The first municipal motorbus transport started at from Rock Ferry Pier on 12 July 1919. It had been planned to commence a bus service from here in 1914 when the Tramways Committee hired a London bus and spent a day touring the Wirral and in particular Moreton Shore, but this proved impossible because of the outbreak of World War One. The first bus service ran to Duke Street (Park Station) and a month later the service was extended to Moreton. Birkenhead Corporation Transport department continued to expand and completely replaced the municipal 1901 electric tramway system in 1937. By 1969 the Corporation fleet of buses totalled 225 and up until the early years of the 1960s has made a profit. The profit was used to keep the General Rates down for the Birkenhead rate payers. On 1 December 1969 the fifty year old bus operation of the corporation was amalgamated with the fleets of Wallasey and Liverpool to become Merseyside Passenger Transport Executive.

==Education==
The area was previously served by Rock Ferry High School, which became an Associate College of Liverpool Institute for Performing Arts (LIPA) from 2006. The school closed in January 2011, merging with Park High School to form University Academy Birkenhead (now Birkenhead Park School). The nearest secondary schools are Bebington High Sports College, Wirral Grammar School for Boys, Wirral Grammar School for Girls and St John Plessington Catholic College, all of which are in Bebington.

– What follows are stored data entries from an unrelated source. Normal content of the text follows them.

//! Tabular batches: one entity per CSV row, with row-level isolation.

use std::fs::File;
use std::io::Read;
use std::path::{Path, PathBuf};

use csv::{ReaderBuilder, StringRecord, Trim};
use flate2::read::GzDecoder;
use tracing::{debug, info};

use super::NormalizedBatch;
use crate::crs::{canonical_point, SourceCrs};
use crate::error::{InputError, InputFailure};
use crate::models::entity::generated_name;
use crate::models::{Entity, SourceFormat};

/// Where the rows come from
#[derive(Debug, Clone)]
pub enum CsvSource {
    /// In-memory text, e.g. an upload; `label` names it in failures
    Text { label: String, content: String },
    /// File on disk, gzip-compressed when it ends in `.gz`
    Path(PathBuf),
}

impl CsvSource {
    pub fn label(&self) -> String {
        match self {
            CsvSource::Text { label, .. } => label.clone(),
            CsvSource::Path(path) => path
                .file_name()
                .and_then(|n| n.to_str())
                .unwrap_or("csv")
                .to_string(),
        }
    }
}

/// Rows of `name, latitude, longitude` (or `latitude, longitude`)
#[derive(Debug, Clone)]
pub struct TabularBatch {
    pub source: CsvSource,
    pub has_header: bool,
}

/// Parse every row independently; malformed rows become `RowParse` failures.
pub fn read_batch(batch: &TabularBatch) -> NormalizedBatch {
    let label = batch.source.label();
    let mut normalized = NormalizedBatch::default();

    let content = match read_source(&batch.source) {
        Ok(content) => content,
        Err(e) => {
            normalized
                .failures
                .push(InputFailure::new(label, InputError::Unreadable(e.to_string())));
            return normalized;
        }
    };
    let content = content.trim_start_matches('\u{feff}');

    let delimiter = sniff_delimiter(content);
    let decimal_comma = delimiter == b';';

    let mut reader = ReaderBuilder::new()
        .has_headers(batch.has_header)
        .delimiter(delimiter)
        .flexible(true)
        .trim(Trim::All)
        .from_reader(content.as_bytes());

    for (i, result) in reader.records().enumerate() {
        let row = i + 1;
        let record = match result {
            Ok(record) => record,
            Err(e) => {
                normalized
                    .failures
                    .push(InputFailure::new(&label, InputError::row(row, e.to_string())));
                continue;
            }
        };

        if record.iter().all(|field| field.is_empty()) {
            debug!("Skipping blank row {} of {}", row, label);
            continue;
        }

        match parse_row(&record, row, decimal_comma) {
            Ok(entity) => normalized.entities.push(entity),
            Err((subject, error)) => {
                let subject = subject.unwrap_or_else(|| label.clone());
                normalized.failures.push(InputFailure::new(subject, error));
            }
        }
    }

    // A table without data rows must not vanish from the report
    if normalized.entities.is_empty() && normalized.failures.is_empty() {
        normalized.failures.push(InputFailure::new(
            &label,
            InputError::Unreadable("no data rows".to_string()),
        ));
    }

    info!(
        "Read {} rows from {} ({} failed)",
        normalized.entities.len() + normalized.failures.len(),
        label,
        normalized.failures.len()
    );

    normalized
}

fn read_source(source: &CsvSource) -> std::io::Result<String> {
    match source {
        CsvSource::Text { content, .. } => Ok(content.clone()),
        CsvSource::Path(path) => {
            let file = File::open(path)?;
            let mut reader: Box<dyn Read> = if is_gzip(path) {
                Box::new(GzDecoder::new(file))
            } else {
                Box::new(file)
            };
            let mut content = String::new();
            reader.read_to_string(&mut content)?;
            Ok(content)
        }
    }
}

fn is_gzip(path: &Path) -> bool {
    path.extension().is_some_and(|e| e.eq_ignore_ascii_case("gz"))
}

/// `;` when the first line uses it (commas are then decimal separators), else `,`
fn sniff_delimiter(content: &str) -> u8 {
    let first_line = content.lines().find(|l| !l.trim().is_empty()).unwrap_or("");
    if first_line.contains(';') {
        b';'
    } else {
        b','
    }
}

/// Build the entity for one row. Errors carry the row's name when known.
fn parse_row(
    record: &StringRecord,
    row: usize,
    decimal_comma: bool,
) -> Result<Entity, (Option<String>, InputError)> {
    let fields: Vec<&str> = record.iter().collect();

    let (name, lat, lon) = match fields.as_slice() {
        [name, lat, lon] => {
            let name = if name.is_empty() {
                generated_name(row - 1)
            } else {
                name.to_string()
            };
            (name, *lat, *lon)
        }
        [lat, lon] => (generated_name(row - 1), *lat, *lon),
        other => {
            return Err((
                None,
                InputError::row(row, format!("expected 2 or 3 columns, found {}", other.len())),
            ))
        }
    };

    let fail = |reason: String| (Some(name.clone()), InputError::row(row, reason));

    let lat = parse_number(lat, decimal_comma)
        .ok_or_else(|| fail(format!("latitude {:?} is not a number", lat)))?;
    let lon = parse_number(lon, decimal_comma)
        .ok_or_else(|| fail(format!("longitude {:?} is not a number", lon)))?;

    let geometry = canonical_point(lat, lon, SourceCrs::Sirgas2000).map_err(|e| fail(e.to_string()))?;

    Ok(Entity::new(name, geometry, SourceFormat::CsvRow))
}

fn parse_number(field: &str, decimal_comma: bool) -> Option<f64> {
    let value = if decimal_comma {
        field.replace(',', ".").parse::<f64>()
    } else {
        field.parse::<f64>()
    };
    value.ok().filter(|v| v.is_finite())
}

#[cfg(test)]
mod tests {
    use super::*;
    use std::io::Write;

    fn text_batch(content: &str, has_header: bool) -> TabularBatch {
        TabularBatch {
            source: CsvSource::Text {
                label: "pontos.csv".to_string(),
                content: content.to_string(),
            },
            has_header,
        }
    }

    #[test]
    fn test_header_and_rows() {
        let batch = text_batch(
            "nome,latitude,longitude\nLocal A,-22.9086,-43.1796\nLocal B,-22.95,-43.2\n",
            true,
        );
        let normalized = read_batch(&batch);
        assert!(normalized.failures.is_empty());
        assert_eq!(normalized.entities.len(), 2);
        assert_eq!(normalized.entities[0].name(), "Local A");
        let point = normalized.entities[1].geometry().as_point().unwrap();
        assert_eq!(point.y(), -22.95);
        assert_eq!(point.x(), -43.2);
        assert_eq!(normalized.entities[0].source_format(), SourceFormat::CsvRow);
    }

    #[test]
    fn test_malformed_row_is_isolated() {
        let batch = text_batch(
            "Local A,-22.9,-43.1\nLocal B,abc,-43.1\nLocal C,-22.8,-43.0\nLocal D,-95.0,-43.0\n",
            false,
        );
        let normalized = read_batch(&batch);
        assert_eq!(normalized.entities.len(), 2);
        assert_eq!(normalized.failures.len(), 2);

        let names: Vec<&str> = normalized.entities.iter().map(|e| e.name()).collect();
        assert_eq!(names, vec!["Local A", "Local C"]);

        assert_eq!(normalized.failures[0].subject, "Local B");
        assert!(matches!(
            normalized.failures[0].error,
            InputError::RowParse { row: 2, .. }
        ));
        assert!(matches!(
            normalized.failures[1].error,
            InputError::RowParse { row: 4, .. }
        ));
    }

    #[test]
    fn test_two_columns_and_semicolons() {
        let batch = text_batch("-22,9;-43,1\n\n-22,8;-43,0\n", false);
        let normalized = read_batch(&batch);
        assert!(normalized.failures.is_empty());
        assert_eq!(normalized.entities.len(), 2);
        assert_eq!(normalized.entities[0].name(), "Entrada 1");
        let point = normalized.entities[0].geometry().as_point().unwrap();
        assert_eq!(point.y(), -22.9);
    }

    #[test]
    fn test_wrong_column_count() {
        let batch = text_batch("a,b,c,d\n", false);
        let normalized = read_batch(&batch);
        assert!(normalized.entities.is_empty());
        assert_eq!(normalized.failures[0].subject, "pontos.csv");
    }

    #[test]
    fn test_gzip_file() {
        let dir = tempfile::tempdir().unwrap();
        let path = dir.path().join("pontos.csv.gz");
        let file = File::create(&path).unwrap();
        let mut encoder = flate2::write::GzEncoder::new(file, flate2::Compression::default());
        encoder.write_all(b"nome,lat,lon\nLocal A,-22.9,-43.1\n").unwrap();
        encoder.finish().unwrap();

        let batch = TabularBatch {
            source: CsvSource::Path(path),
            has_header: true,
        };
        let normalized = read_batch(&batch);
        assert_eq!(normalized.entities.len(), 1);
    }

    #[test]
    fn test_missing_file() {
        let batch = TabularBatch {
            source: CsvSource::Path(PathBuf::from("/nonexistent/pontos.csv")),
            has_header: true,
        };
        let normalized = read_batch(&batch);
        assert!(matches!(
            normalized.failures[0].error,
            InputError::Unreadable(_)
        ));
    }

    #[test]
    fn test_semicolons_with_decimal_commas() {
        let batch = text_batch("Local A;-22,9;-43,1
Local B;-22,85;-43,05
", false);
        let normalized = read_batch(&batch);
        assert!(normalized.failures.is_empty());
        assert_eq!(normalized.entities.len(), 2);
        assert_eq!(normalized.entities[0].name(), "Local A");
        let point = normalized.entities[0].geometry().as_point().unwrap();
        assert_eq!(point.y(), -22.9);
        assert_eq!(point.x(), -43.1);
    }

    #[test]
    fn test_semicolon_header() {
        let batch = text_batch("nome;latitude;longitude
Local A;-22,9;-43,1
", true);
        let normalized = read_batch(&batch);
        assert_eq!(normalized.entities.len(), 1);
        assert_eq!(normalized.entities[0].name(), "Local A");
    }

    #[test]
    fn test_header_only_is_reported() {
        let batch = text_batch("nome,latitude,longitude
", true);
        let normalized = read_batch(&batch);
        assert!(normalized.entities.is_empty());
        assert_eq!(normalized.failures.len(), 1);
        assert_eq!(normalized.failures[0].subject, "pontos.csv");
        assert!(matches!(
            normalized.failures[0].error,
            InputError::Unreadable(_)
        ));
    }

    #[test]
    fn test_blank_content_is_reported() {
        let batch = text_batch("\n  \n,,\n", false);
        let normalized = read_batch(&batch);
        assert!(normalized.entities.is_empty());
        assert_eq!(normalized.failures.len(), 1);
        assert_eq!(normalized.failures[0].subject, "pontos.csv");
    }
}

Rock Ferry also has many local primary schools, such as Rock Ferry Primary, St Anne's Primary and Well Lane Primary. The Dell Primary School closed in 2006 and has since been demolished.

== Cultural references ==
Liverpool band Deaf School released the song Rock Ferry on their 1977 album Don't Stop the World.

Welsh singer Duffy revealed that her debut single "Rockferry", released in the UK in 2007, and the album of the same name, were named after Rock Ferry. She said, "My dad grew up there and I used to visit my grandparents as a kid. My nan still lives there now. It's a really nice place and I love everything about it, so I thought it was only right I remembered it somehow through my music."

Rock Ferry is mentioned in the song "This One's for Now" by the band Half Man Half Biscuit on their 2014 album Urge for Offal.